Aim of the task:
Your answer should consist of all lines in the listing that hold the word "Serialize".

#####

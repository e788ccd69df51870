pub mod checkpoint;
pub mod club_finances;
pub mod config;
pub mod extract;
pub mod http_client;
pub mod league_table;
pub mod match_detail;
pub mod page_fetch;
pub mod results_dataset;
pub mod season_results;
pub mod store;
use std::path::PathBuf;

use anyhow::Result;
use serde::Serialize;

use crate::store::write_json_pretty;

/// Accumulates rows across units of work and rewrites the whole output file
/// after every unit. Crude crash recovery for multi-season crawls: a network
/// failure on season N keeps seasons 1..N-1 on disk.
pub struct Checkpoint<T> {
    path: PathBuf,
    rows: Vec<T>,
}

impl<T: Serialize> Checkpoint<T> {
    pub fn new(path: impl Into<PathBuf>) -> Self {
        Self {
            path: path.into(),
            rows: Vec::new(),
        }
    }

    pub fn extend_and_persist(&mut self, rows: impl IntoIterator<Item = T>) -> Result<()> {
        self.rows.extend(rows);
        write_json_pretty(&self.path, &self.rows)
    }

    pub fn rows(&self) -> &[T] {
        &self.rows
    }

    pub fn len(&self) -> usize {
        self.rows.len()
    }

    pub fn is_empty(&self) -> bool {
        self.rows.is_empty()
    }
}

#####

Answer space:
use serde::Serialize;
impl<T: Serialize> Checkpoint<T> {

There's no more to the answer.